Monday, May 03, 2004

Game Notes 25: Splitsville

I didn't feel like trying to put together a cohesive piece with an actual through-line, so in my fit of laziness I bring you my in game notes.

  • Nice play by Maddux to get the first out of the game against Tony Womack. He's always so prepared to field his position, and this was no exception, as he needed all six inches of his vertical leap to snag Womack's line drive up the middle. After some of the pitcher defense we got to watch last year, this is certainly a breath of fresh air.

  • Speed kills. Especially when it comes in the package of a 38 year-old pitcher. No one paid Greg Maddux any mind as he stood at first base in the top of the third, and he took advantage by swiping second, then advancing to third on Jason Marquis' wild pitch.

    How much ground did Maddux cover before the pitch was thrown? Well, let's just say I haven't seen a jump that big since I was last in Calaveras County. Seriously, if you ignore a runner that much, you'd best hope they don't have any legs, because that's the only way they won't be standing at second later. Get it?! Standing! Ha!

    Thank you, Chicago! Tip your waitresses! Try the veal! I'll be here all week!

  • It's just the bottom of the fifth as I type this portion of the post, so I don't know what the final outcome will be, but if nothing else good happens today, I'll be pleased that at least one Cub pitcher has made Tony Womack look like...well...Tony Womack.

  • But on the opposite end of the spectrum, Mike Matheny certainly doesn't look like himself today, going 2 for 2 so far, with a double, and scoring the only run of the game for the Cardinals through five. Strangely enough, he was only 2 of 15 with two singles and no walks and a strikeout against Maddux up until today's contest.

  • I don't remember the last time I saw Jim Edmonds completely misplay a ball, but he did just that on what turned into a ground rule double for Sammy Sosa. With the Cubs already taking a two run lead on Todd Walker's two run bomb earlier in the inning, this ball which should have been an out could be a huge play.

    In fact, this game is slowly being decided by the mental and physical mistakes made by the Cardinals, two of them from Marquis. First, totally ignoring Greg Maddux, allowing him to be in scoring position when Todd Walker came to the plate in the third. Second, not letting Scott Rolen get the ball on Maddux' infield squib in the sixth.

  • The play by Edmonds does not come home to roost, but the point about Cardinal mistakes still stands. If Marquis doesn't make his mental errors, at worst, Todd Walker has hit a solo shot, and the game is tied at one. As I've watched the Cubs make any number of bone-headed plays on the basepaths in this series, there's a little smile in my heart as I watch the Redbirds burn themselves for a change.

  • Sammy made a very nice play on a ball from Scott Rolen, diving forward to get the ball and the out.

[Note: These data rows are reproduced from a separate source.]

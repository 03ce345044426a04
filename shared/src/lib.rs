pub mod cache;
pub mod class;
pub mod data;
pub mod generation;
pub mod hash;
pub mod query;
pub mod session;

pub use generation::{Generator, SectorGenerator, Star};
pub use query::{query, InvalidInput};
pub use session::ViewerSession;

Of course, it wouldn't have looked as good if he had any range, but we won't mention that. Oh, I did already? Well, poop.

  • Maddux is starting to miss his spots, the Cardinals are making him pay, and as a result, Glendon Rusch is getting up in the pen. If there's one thing Rusch does well, its keep the ball in the zone, so if he does come into the game, we're unlikely to see a replay of the previous bullpen nightmares in the series. That doesn't mean St. Louis won't score four runs on him, they'll just be on base hits rather than walks.

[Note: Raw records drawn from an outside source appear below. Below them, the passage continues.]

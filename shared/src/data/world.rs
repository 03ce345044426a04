use nalgebra::{vector, Vector3};
use serde::{de::Error, Deserialize, Deserializer, Serialize};
use std::{fmt, fmt::Display, fmt::Formatter, ops::Deref, ops::DerefMut};

/// Edge length of a sector in light years.
pub const SECTOR_SIZE: f32 = 100.0;

/// Extent of the canvas that windows are projected onto.
pub const DISPLAY_SIZE: f32 = 1000.0;

/// Upper world bound per axis. The lower bound is 0 on every axis.
pub const WORLD_EXTENT: [f32; 3] = [100_000.0, 100_000.0, 25_000.0];

pub const ZOOM_LEVELS: u8 = 11;

/// A discrete level of detail derived from the zoom extent. Coarser zoom means a higher index.
#[derive(Clone, Copy, Debug, Eq, Hash, Ord, PartialEq, PartialOrd, Serialize)]
#[repr(transparent)]
#[serde(transparent)]
pub struct ZoomIndex(u8);

impl ZoomIndex {
	pub const fn new(index: u8) -> Self {
		assert!(index < ZOOM_LEVELS, "out of bounds 0..=10");
		Self(index)
	}

	/// Spreads the four decades from 1 to 10 000 ly over every index, so the widest views get the last and tightest
	/// level of detail. The zoom stops 1, 3, 10, 32, 100, 316, 1000, 3162, 10000 map onto 0, 1, 3, 4, 5, 6, 8, 9, 10.
	pub fn from_zoom(zoom: f32) -> Self {
		// Offset so powers of ten do not land on a half step
		let index = (2.5 * zoom.log10() + 0.2).round().clamp(0.0, (ZOOM_LEVELS - 1) as f32);

		// NaN casts to 0
		Self(index as u8)
	}
}

impl<'d> Deserialize<'d> for ZoomIndex {
	fn deserialize<D: Deserializer<'d>>(deserializer: D) -> Result<Self, D::Error> {
		let index = u8::deserialize(deserializer)?;
		match index >= ZOOM_LEVELS {
			true => Err(Error::custom("out of bounds 0..=10")),
			false => Ok(Self(index)),
		}
	}
}

impl Display for ZoomIndex {
	fn fmt(&self, f: &mut Formatter<'_>) -> fmt::Result {
		write!(f, "{}", self.0)
	}
}

impl Deref for ZoomIndex {
	type Target = u8;

	fn deref(&self) -> &Self::Target {
		&self.0
	}
}

/// Integer address of a sector, the unit of deterministic generation.
#[must_use]
#[derive(Clone, Copy, Debug, Deserialize, Eq, Hash, PartialEq, Serialize)]
#[serde(transparent)]
pub struct SectorCoordinates(Vector3<u32>);

impl SectorCoordinates {
	pub fn new(x: u32, y: u32, z: u32) -> Self {
		Self(vector![x, y, z])
	}

	/// Truncates towards zero, negative positions saturate to sector 0.
	pub fn containing(position: &WorldPosition) -> Self {
		Self(position.map(|coordinate| (coordinate / SECTOR_SIZE) as u32))
	}

	/// Returns the world position of the sector's minimum corner.
	pub fn origin(&self) -> Vector3<f32> {
		self.map(|coordinate| coordinate as f32 * SECTOR_SIZE)
	}
}

impl Display for SectorCoordinates {
	fn fmt(&self, f: &mut Formatter<'_>) -> fmt::Result {
		write!(f, "[{}, {}, {}]", self.x, self.y, self.z)
	}
}

impl Deref for SectorCoordinates {
	type Target = Vector3<u32>;

	fn deref(&self) -> &Self::Target {
		&self.0
	}
}

/// A continuous position in light years.
#[derive(Clone, Copy, Debug, Deserialize, PartialEq, Serialize)]
#[serde(transparent)]
pub struct WorldPosition(Vector3<f32>);

impl WorldPosition {
	pub fn new(x: f32, y: f32, z: f32) -> Self {
		Self(vector![x, y, z])
	}

	pub fn is_in_bounds(&self) -> bool {
		self.iter()
			.zip(WORLD_EXTENT)
			.all(|(coordinate, max)| (0.0..=max).contains(coordinate))
	}

	#[must_use]
	pub fn clamped(&self) -> Self {
		Self(self.zip_map(&Vector3::from(WORLD_EXTENT), |coordinate, max| coordinate.clamp(0.0, max)))
	}
}

impl From<[f32; 3]> for WorldPosition {
	fn from([x, y, z]: [f32; 3]) -> Self {
		Self::new(x, y, z)
	}
}

impl From<Vector3<f32>> for WorldPosition {
	fn from(coordinates: Vector3<f32>) -> Self {
		Self(coordinates)
	}
}

impl Display for WorldPosition {
	fn fmt(&self, f: &mut Formatter<'_>) -> fmt::Result {
		write!(f, "({}, {}, {})", self.x, self.y, self.z)
	}
}

impl Deref for WorldPosition {
	type Target = Vector3<f32>;

	fn deref(&self) -> &Self::Target {
		&self.0
	}
}

impl DerefMut for WorldPosition {
	fn deref_mut(&mut self) -> &mut Self::Target {
		&mut self.0
	}
}

/// The axis aligned cube of space visible to the viewer, `zoom` light years along every axis from `here`.
#[derive(Clone, Copy, Debug, Deserialize, PartialEq, Serialize)]
pub struct GalaxyWindow {
	pub here: WorldPosition,
	pub zoom: f32,
}

impl GalaxyWindow {
	pub const fn new(here: WorldPosition, zoom: f32) -> Self {
		Self { here, zoom }
	}

	pub fn min(&self) -> Vector3<f32> {
		*self.here
	}

	pub fn max(&self) -> Vector3<f32> {
		self.here.add_scalar(self.zoom)
	}

	pub fn zoom_index(&self) -> ZoomIndex {
		ZoomIndex::from_zoom(self.zoom)
	}

	/// Closed on both ends of every axis.
	#[allow(clippy::neg_cmp_op_on_partial_ord)]
	pub fn contains(&self, position: &Vector3<f32>) -> bool {
		let (min, max) = (self.min(), self.max());
		(0..3).all(|axis| !(position[axis] < min[axis]) && !(position[axis] > max[axis]))
	}

	/// Maps a position inside the window onto `[0, DISPLAY_SIZE]` per axis.
	pub fn project(&self, position: &Vector3<f32>) -> Vector3<f32> {
		let (min, max) = (self.min(), self.max());
		Vector3::from_fn(|axis, _| {
			let display = (position[axis] - min[axis]) * DISPLAY_SIZE / (max[axis] - min[axis]);

			// Rounding can overshoot at the far edge
			display.clamp(0.0, DISPLAY_SIZE)
		})
	}
}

    The professor just got out of the inning with only an Albert Pujols solo blast to show for it, but as his turn at bat comes up in the top of the seventh, I think we've seen the last of him for the day. It was another nice, if unspectacular outing, and it's good to see a return to decent work after a less than impressive start.

  • And just to make me look stupid, Mad Dog comes up to bunt after Paul Bako leads the inning off with a double.

  • Before things go south, let me note that the Cubs, despite a relative lack of runs on the board, have done a nice job of handling Marquis today. Through six, the team was seeing 4.4 pitches per at bat, which if it holds up, will be the second most they've seen all year. They've hit the ball hard a lot, if at people, and gotten into some pretty decent counts. This is the sort of thing I like to see, and as I've said before, I can excuse a lack of results if the approach is right, and that's what seems to be happening today.

  • Okay, while I understand the theory behind the contact play, have the Cubs managed to score on it once this year? If so, I sure don't recall. All that comes to mind for me is a series of weak grounders followed by a man being thrown out at the dish. You'd hope that a lesson would be learned at some point, but...oh yeah...Dusty's our manager. Never mind.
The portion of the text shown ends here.